68 pages • 2 hours read
Robert CormierA modern alternative to SparkNotes and CliffsNotes, SuperSummary offers high-quality Study Guides with detailed chapter summaries and analysis of major themes, characters, and more. For select classroom titles, we also provide Teaching Guides with discussion and quiz questions to prompt student engagement.
After the First Death (1979) by Robert Cormier is a juvenile suspense/horror that examines the fragility of life through a terrorist hijacking of a bus full of children.

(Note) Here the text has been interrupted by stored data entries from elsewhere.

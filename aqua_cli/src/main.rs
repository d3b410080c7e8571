#![cfg_attr(not(test), deny(clippy::unwrap_used, clippy::expect_used))]

mod cli;
mod commands;
mod error_fmt;

use aqua_config::Config;
use aqua_core::predictor::TrainOptions;
use clap::Parser;
use cli::{Cli, Commands, DatasetCmd, FILE_GUARD, JSON_MODE};
use eyre::Result;
use tracing_subscriber::{EnvFilter, Layer, fmt, layer::SubscriberExt, util::SubscriberInitExt};

fn main() {
    let _ = color_eyre::install();
    let cli = Cli::parse();
    let _ = JSON_MODE.set(cli.json);

    if let Err(err) = real_main(cli) {
        if JSON_MODE.get().copied().unwrap_or(false) {
            eprintln!("{}", error_fmt::format_error_json(&err));
        } else {
            eprintln!("{}", error_fmt::humanize(&err));
            tracing::debug!(error = ?err, "command failed");
        }
        std::process::exit(error_fmt::exit_code_for_error(&err));
    }
}

fn real_main(cli: Cli) -> Result<()> {
    let cfg = commands::load_config(cli.config.as_deref());
    // Logging needs [logging] when the config is readable; report config
    // errors after the console subscriber is up either way.
    init_tracing(cli.json, &cli.log_level, cfg.as_ref().ok());
    let cfg = cfg?;

    match cli.cmd {
        Commands::Run {
            simulate,
            duration_s,
        } => commands::run(&cfg, simulate, duration_s, cli.json),
        Commands::SelfCheck {
            simulate,
            timeout_ms,
        } => commands::self_check(&cfg, simulate, timeout_ms, cli.json),
        Commands::Dataset { cmd } => match cmd {
            DatasetCmd::Stats => commands::dataset_stats(&cfg, cli.json),
            DatasetCmd::Dump { out, format } => commands::dataset_dump(&cfg, out.as_deref(), format),
            DatasetCmd::Train {
                out,
                epochs,
                learning_rate,
            } => commands::dataset_train(
                &cfg,
                out,
                TrainOptions {
                    epochs,
                    learning_rate,
                },
                cli.json,
            ),
            DatasetCmd::Import { file } => commands::dataset_import(&cfg, &file, cli.json),
        },
    }
}

/// Console layer on stderr plus an optional non-blocking file layer from `[logging]`.
/// `RUST_LOG` wins over `--log-level`; the file layer uses `[logging] level`.
fn init_tracing(json: bool, cli_level: &str, cfg: Option<&Config>) {
    let console_filter =
        EnvFilter::try_from_default_env().unwrap_or_else(|_| EnvFilter::new(cli_level));
    let console = if json {
        fmt::layer()
            .json()
            .with_writer(std::io::stderr)
            .with_filter(console_filter)
            .boxed()
    } else {
        fmt::layer()
            .with_writer(std::io::stderr)
            .with_target(false)
            .with_filter(console_filter)
            .boxed()
    };

    let file_layer = cfg.and_then(|c| c.logging.file.as_deref()).map(|path| {
        let path = std::path::Path::new(path);
        let dir = path
            .parent()
            .filter(|d| !d.as_os_str().is_empty())
            .unwrap_or_else(|| std::path::Path::new("."));
        let name = path
            .file_name()
            .map_or_else(|| "aqua.log".into(), |n| n.to_string_lossy().into_owned());
        let rotation = match cfg.and_then(|c| c.logging.rotation.as_deref()) {
            Some("daily") => tracing_appender::rolling::Rotation::DAILY,
            Some("hourly") => tracing_appender::rolling::Rotation::HOURLY,
            _ => tracing_appender::rolling::Rotation::NEVER,
        };
        let appender = tracing_appender::rolling::RollingFileAppender::new(rotation, dir, name);
        let (writer, guard) = tracing_appender::non_blocking(appender);
        let _ = FILE_GUARD.set(guard);
        let level = cfg
            .and_then(|c| c.logging.level.as_deref())
            .unwrap_or("info");
        fmt::layer()
            .json()
            .with_writer(writer)
            .with_filter(EnvFilter::new(level))
            .boxed()
    });

    let _ = tracing_subscriber::registry()
        .with(console)
        .with(file_layer)
        .try_init();
}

The book in conjunction with Cormier’s two most famous teen titles, The Chocolate War (1974) and I Am the Cheese (1977), won him the Margaret A. Edwards Award from the Young Adult Services Division of the American Library Association in 1991. Cormier was born in 1925 and lived his entire life in Leominster, MA. He had his first professional publication in The Sign Magazine while a freshman at Fitchburg State College. After graduation, he worked writing scripts and commercials for radio station WTAG. He went on to have an award-winning career in newspaper journalism, working for the Worcester Telegram and Fitchburg Sentinel. He left the newspaper to write novels fulltime in 1978 and passed away in 2000. This guide follows the Random House Childrens Books 1979 version of After the First Death.
Plot Summary
After the First Death follows several characters who are affected by the terrorist hijacking of a bus in Massachusetts. The book consists of 12 parts that alternate between the events of the hijacking (even-numbered sections) and two viewpoints looking back on the event (odd-numbered sections). The odd-numbered parts initially follow Ben Markhand, the son of General Marcus Markhand—leader of the forces opposing the terrorists. The general later takes over the perspective. The even-numbered parts shift between Kate Forrester (the teenage girl who drives the bus) and hijackers Miro Shantas and Artkin.

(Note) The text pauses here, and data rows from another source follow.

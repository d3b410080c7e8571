pub mod clock;
pub mod link;
pub mod random;

pub use clock::{Clock, MonotonicClock};
#[cfg(any(test, feature = "test-util"))]
pub use clock::test_clock::TestClock;
pub use link::{DeviceLink, LinkError};
pub use random::{RandomSource, SequenceRandom, SmallRandom};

Parts 1, 3, and 5 are told from Ben’s perspective. Ben attends Castleton Academy (Castle) in New Hampshire, a boarding school for boys that his father attended years ago. It has been some time since the bus incident, but Ben still feels as if it were yesterday. In a series of journal entry-style commentaries, Ben talks about the situation that led up to him arriving on the bridge where the hijackers held the bus. In the real-time, we learn Ben goes as an emissary to deliver false information to the hijackers. In the process, the hijackers torture and shoot Ben, and he now waits for the right moment to end his life.

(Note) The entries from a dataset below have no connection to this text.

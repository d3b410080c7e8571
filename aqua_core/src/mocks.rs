//! Test doubles for driving the gateway and runtime without hardware.
use aqua_traits::{DeviceLink, LinkError};
use std::collections::VecDeque;
use std::sync::{Arc, Mutex, MutexGuard};
use std::time::Duration;

#[derive(Debug, Default)]
pub struct ScriptState {
    /// Chunks handed out one per read.
    pub incoming: VecDeque<Vec<u8>>,
    /// Everything written by the host.
    pub written: Vec<u8>,
    /// Remaining open attempts that fail before one succeeds.
    pub failing_opens: usize,
    /// Fail the next read once, as an unplugged cable would.
    pub fail_next_read: bool,
    pub open: bool,
    pub opens: usize,
}

/// [`DeviceLink`] backed by a shared script. Clones share the same state, so
/// a test keeps one handle while the gateway owns another.
#[derive(Debug, Clone, Default)]
pub struct ScriptedLink {
    state: Arc<Mutex<ScriptState>>,
}

impl ScriptedLink {
    pub fn new() -> Self {
        Self::default()
    }

    pub fn state(&self) -> MutexGuard<'_, ScriptState> {
        self.state
            .lock()
            .unwrap_or_else(std::sync::PoisonError::into_inner)
    }

    pub fn push_line(&self, line: impl AsRef<[u8]>) {
        self.state().incoming.push_back(line.as_ref().to_vec());
    }

    /// Drain and return what the host wrote so far.
    pub fn take_written(&self) -> String {
        let bytes = std::mem::take(&mut self.state().written);
        String::from_utf8_lossy(&bytes).into_owned()
    }
}

impl DeviceLink for ScriptedLink {
    fn open(&mut self) -> Result<(), LinkError> {
        let mut s = self.state();
        if s.failing_opens > 0 {
            s.failing_opens -= 1;
            return Err("port unavailable".into());
        }
        s.open = true;
        s.opens += 1;
        Ok(())
    }

    fn close(&mut self) {
        self.state().open = false;
    }

    fn is_open(&self) -> bool {
        self.state().open
    }

    fn read_into(&mut self, buf: &mut Vec<u8>, _timeout: Duration) -> Result<usize, LinkError> {
        let mut s = self.state();
        if s.fail_next_read {
            s.fail_next_read = false;
            return Err("device disconnected".into());
        }
        match s.incoming.pop_front() {
            Some(chunk) => {
                buf.extend_from_slice(&chunk);
                Ok(chunk.len())
            }
            None => Ok(0),
        }
    }

    fn write_all(&mut self, bytes: &[u8]) -> Result<(), LinkError> {
        self.state().written.extend_from_slice(bytes);
        Ok(())
    }

    fn describe(&self) -> String {
        "scripted".into()
    }
}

Parts 7, 9, and 11 follow General Markhand as he also looks back on the hijacking. Like Ben, he grapples with his actions, always coming back to belief in his decisions. The general discovers Ben’s writings and knows them for what they are: a goodbye. Though the book doesn’t describe it, we may infer from General Markhand’s thoughts that Ben succeeded in killing himself. Part 11 shows the general losing touch with reality.
The even-numbered parts begin a bit before the bus is hijacked and continue through the entire confrontation and into its aftermath. Most of this follows Miro and Kate as they navigate the hijacking and learn truths about themselves and each other. Miro is supposed to kill Kate, the bus driver, as soon as the bus reaches the bridge, but after Artkin gives the children a sedative drug to keep them quiet, one of the children dies. Rather than Kate’s death, the hijackers use the child’s death to reinforce how serious they are about the demands they’ve made from the United States government. Most importantly, they want the government to close down an organization called Inner Delta, the same organization that General Markhand heads.
As the hours stretch on, Kate struggles to convince herself she is brave, and Miro tries to maintain his emotionless state. Having wet herself when the hijackers first boarded the bus, Kate finds an opportunity to remove her underwear. As she’s putting her wallet back in her pants pocket, she discovers an extra key to the bus that she forgot about. The next time Miro leaves the bus, she tries to drive away, but the bus stalls. A bit later, a sniper accidentally shoots one of the other hijackers. The terms of the demands say a child will die for each time the hijackers are harmed, and Artkin kills a second child, leaving Kate emotionally wrecked.
Early on the second day of the hijacking, American forces attack. In the commotion, Miro escapes with Kate as a hostage. They hide in the nearby woods, where Kate makes a final attempt to win Miro over. Her efforts cause Miro to lose control of himself. He shoots Kate, killing her, and makes a run for it, ending the book unchanged from how he began.